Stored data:

//! Domain entities and the typed requests that create or change them.

pub mod leaderboard;
pub mod tournament;
pub mod user;

pub use leaderboard::{EntryFilter, EntryId, EntryStatus, LeaderboardEntry, NewEntry};
pub use tournament::{
    CreateTournamentRequest, JoinRequest, MAX_PRIZE, Tournament, TournamentId, TournamentStatus,
    UpdateTournamentRequest,
};
pub use user::{
    CreateUserRequest, MAX_LEVEL, MAX_MONEY, NewUser, UpdateUserRequest, User, UserId,
};

/// Error produced when a status string read from storage is not recognised.
#[derive(Debug, Clone, PartialEq, Eq, thiserror::Error)]
#[error("Unknown {kind} status: {value}")]
pub struct ParseStatusError {
    pub kind: &'static str,
    pub value: String,
}
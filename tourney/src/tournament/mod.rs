//! Tournament lifecycle engine.
//!
//! A tournament moves forward only: Planned, then optionally Ongoing (set
//! through [`TournamentManager::update`]), then Finished. Joining costs the
//! entry fee; the join that fills the last seat finishes the tournament and
//! settles it in the same transaction.
//!
//! ## Example
//!
//! ```no_run
//! use tourney::cache::MemoryRankedCache;
//! use tourney::mirror::BestEffortMirror;
//! use tourney::models::{CreateTournamentRequest, JoinRequest};
//! use tourney::store::MemoryStore;
//! use tourney::tournament::{TournamentManager, TournamentRules};
//! use std::sync::Arc;
//!
//! # async fn example() -> Result<(), tourney::ServiceError> {
//! let store = Arc::new(MemoryStore::new());
//! let mirror = Arc::new(BestEffortMirror::new(Arc::new(MemoryRankedCache::new())));
//! let tournaments = TournamentManager::new(store, mirror, TournamentRules::default());
//!
//! let spring = tournaments
//!     .create(CreateTournamentRequest { name: "spring".into(), prize: 1000 })
//!     .await?;
//! let outcome = tournaments
//!     .join(JoinRequest { tournament_id: spring.id, user_id: 1 })
//!     .await?;
//! println!("{} seats taken", outcome.tournament.participant_count());
//! # Ok(())
//! # }
//! ```

pub mod manager;
pub mod payout;

pub use manager::{
    Award, ENTRY_FEE, JoinOutcome, MAX_PARTICIPANTS, Settlement, TournamentManager,
    TournamentRules,
};
pub use payout::{payout_for, payouts};
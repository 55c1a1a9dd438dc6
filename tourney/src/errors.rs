//! Service error taxonomy shared by the engine, projections and user service.

use thiserror::Error;

use crate::cache::CacheError;
use crate::store::StoreError;

/// Errors returned by every service operation.
#[derive(Debug, Error)]
pub enum ServiceError {
    /// Malformed or missing input
    #[error("Validation failed: {0}")]
    Validation(String),

    /// No row for the identifier
    #[error("{entity} not found: {id}")]
    NotFound { entity: &'static str, id: String },

    /// Illegal state transition
    #[error("{0}")]
    Conflict(String),

    /// Balance below the required amount
    #[error("Insufficient funds: available {available}, required {required}")]
    InsufficientFunds { available: i64, required: i64 },

    /// Durable store failure; the transaction was rolled back
    #[error("Store error: {0}")]
    Store(StoreError),

    /// Ranked cache failure. Any durable change made by the operation is
    /// already committed.
    #[error("Cache error: {0}")]
    Cache(#[from] CacheError),
}

/// Coarse error category, stable across messages.
#[derive(Debug, Clone, Copy, PartialEq, Eq, Hash)]
pub enum ErrorKind {
    Validation,
    NotFound,
    Conflict,
    InsufficientFunds,
    Store,
    Cache,
}

impl ErrorKind {
    pub fn as_str(self) -> &'static str {
        match self {
            ErrorKind::Validation => "validation",
            ErrorKind::NotFound => "not_found",
            ErrorKind::Conflict => "conflict",
            ErrorKind::InsufficientFunds => "insufficient_funds",
            ErrorKind::Store => "store",
            ErrorKind::Cache => "cache",
        }
    }
}

impl ServiceError {
    pub fn not_found(entity: &'static str, id: impl ToString) -> Self {
        ServiceError::NotFound {
            entity,
            id: id.to_string(),
        }
    }

    pub fn kind(&self) -> ErrorKind {
        match self {
            ServiceError::Validation(_) => ErrorKind::Validation,
            ServiceError::NotFound { .. } => ErrorKind::NotFound,
            ServiceError::Conflict(_) => ErrorKind::Conflict,
            ServiceError::InsufficientFunds { .. } => ErrorKind::InsufficientFunds,
            ServiceError::Store(_) => ErrorKind::Store,
            ServiceError::Cache(_) => ErrorKind::Cache,
        }
    }

    /// Get a client-safe error message that doesn't leak backend details
    pub fn client_message(&self) -> String {
        match self {
            ServiceError::Store(_) => "Internal server error".to_string(),
            ServiceError::Cache(_) => {
                "Change saved but the leaderboard cache could not be updated".to_string()
            }
            _ => self.to_string(),
        }
    }
}

impl From<StoreError> for ServiceError {
    fn from(err: StoreError) -> Self {
        match err {
            StoreError::Duplicate(what) => ServiceError::Conflict(format!("{what} already exists")),
            other => ServiceError::Store(other),
        }
    }
}

/// Result type for service operations
pub type ServiceResult<T> = Result<T, ServiceError>;
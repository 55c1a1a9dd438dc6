//! Durable store error types.

use thiserror::Error;

use crate::db::timeouts::TimeoutError;
use crate::models::ParseStatusError;

/// Store errors
#[derive(Debug, Error)]
pub enum StoreError {
    /// Database error
    #[error("Database error: {0}")]
    Database(#[from] sqlx::Error),

    /// Unique constraint violated
    #[error("Duplicate {0}")]
    Duplicate(String),

    /// Persisted value could not be decoded
    #[error("Corrupt row: {0}")]
    Corrupt(#[from] ParseStatusError),

    /// Non-database backend failure
    #[error("Backend error: {0}")]
    Backend(String),

    /// Query exceeded its deadline
    #[error("Timed out after {0:?}")]
    Timeout(std::time::Duration),
}

impl From<TimeoutError> for StoreError {
    fn from(err: TimeoutError) -> Self {
        match err {
            TimeoutError::Timeout(after) => Self::Timeout(after),
            TimeoutError::Database(e) => Self::Database(e),
        }
    }
}

/// Result type for store operations
pub type StoreResult<T> = Result<T, StoreError>;
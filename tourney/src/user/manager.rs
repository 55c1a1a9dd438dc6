//! User manager.

use std::sync::Arc;

use crate::cache::Namespace;
use crate::errors::{ServiceError, ServiceResult};
use crate::mirror::{CacheMirror, CacheOp, tournament_score_ops};
use crate::models::{CreateUserRequest, MAX_LEVEL, UpdateUserRequest, User, UserId};
use crate::store::Store;

/// User manager
#[derive(Clone)]
pub struct UserManager {
    store: Arc<dyn Store>,
    mirror: Arc<dyn CacheMirror>,
}

impl UserManager {
    pub fn new(store: Arc<dyn Store>, mirror: Arc<dyn CacheMirror>) -> Self {
        Self { store, mirror }
    }

    /// Create a user. The score is derived, never supplied.
    pub async fn create(&self, request: CreateUserRequest) -> ServiceResult<User> {
        let new_user = request.validate()?;

        let mut tx = self.store.begin().await?;
        let user = tx.insert_user(&new_user).await?;
        tx.commit().await?;

        log::info!("Created user {} ({})", user.id, user.name);
        Ok(user)
    }

    /// Apply a partial update. The global leaderboard is refreshed only if
    /// the user is already on it; open tournaments they play in always are.
    pub async fn update(&self, user_id: UserId, request: UpdateUserRequest) -> ServiceResult<User> {
        let mut tx = self.store.begin().await?;
        let current = tx
            .lock_user(user_id)
            .await?
            .ok_or_else(|| ServiceError::not_found("User", user_id))?;

        let updated = request.apply_to(&current)?;
        tx.save_user(&updated).await?;

        let mut ops = Vec::new();
        if updated.score() != current.score() {
            ops.push(CacheOp::RefreshIfPresent {
                namespace: Namespace::Global,
                user_id,
                score: updated.score(),
            });
            ops.extend(tournament_score_ops(tx.as_mut(), user_id, updated.score()).await?);
        }
        tx.commit().await?;

        if !ops.is_empty() {
            self.mirror(ops).await?;
        }
        Ok(updated)
    }

    /// Delete a user and drop them from the global leaderboard and from
    /// every open tournament ranking.
    pub async fn delete(&self, user_id: UserId) -> ServiceResult<()> {
        let mut tx = self.store.begin().await?;
        let mut ops = vec![CacheOp::RemoveMember {
            namespace: Namespace::Global,
            user_id,
        }];
        ops.extend(
            tx.open_tournaments_of(user_id)
                .await?
                .into_iter()
                .map(|tournament_id| CacheOp::RemoveMember {
                    namespace: Namespace::Tournament(tournament_id),
                    user_id,
                }),
        );

        if !tx.delete_user(user_id).await? {
            return Err(ServiceError::not_found("User", user_id));
        }
        tx.commit().await?;

        log::info!("Deleted user {}", user_id);
        self.mirror(ops).await
    }

    pub async fn get(&self, user_id: UserId) -> ServiceResult<User> {
        self.store
            .find_user(user_id)
            .await?
            .ok_or_else(|| ServiceError::not_found("User", user_id))
    }

    pub async fn list(&self) -> ServiceResult<Vec<User>> {
        Ok(self.store.list_users().await?)
    }

    /// Spend `100 + level * 50` money to gain one level.
    pub async fn level_up(&self, user_id: UserId) -> ServiceResult<User> {
        let mut tx = self.store.begin().await?;
        let mut user = tx
            .lock_user(user_id)
            .await?
            .ok_or_else(|| ServiceError::not_found("User", user_id))?;

        if user.level >= MAX_LEVEL {
            return Err(ServiceError::Validation(format!(
                "user is already at the maximum level {MAX_LEVEL}"
            )));
        }

        user.debit(user.level_up_cost())?;
        user.set_level(user.level + 1)?;
        tx.save_user(&user).await?;

        let mut ops = vec![CacheOp::Upsert {
            namespace: Namespace::Global,
            user_id,
            score: user.score(),
        }];
        ops.extend(tournament_score_ops(tx.as_mut(), user_id, user.score()).await?);
        tx.commit().await?;

        log::debug!("User {} reached level {}", user_id, user.level);
        self.mirror(ops).await?;
        Ok(user)
    }

    async fn mirror(&self, ops: Vec<CacheOp>) -> ServiceResult<()> {
        self.mirror.apply(ops).await.map_err(ServiceError::from)
    }
}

Task: Which lines in the data above hold the string "InsufficientFunds"? Show each one.

Answer section:
    InsufficientFunds { available: i64, required: i64 },
    InsufficientFunds,
            ErrorKind::InsufficientFunds => "insufficient_funds",
            ServiceError::InsufficientFunds { .. } => ErrorKind::InsufficientFunds,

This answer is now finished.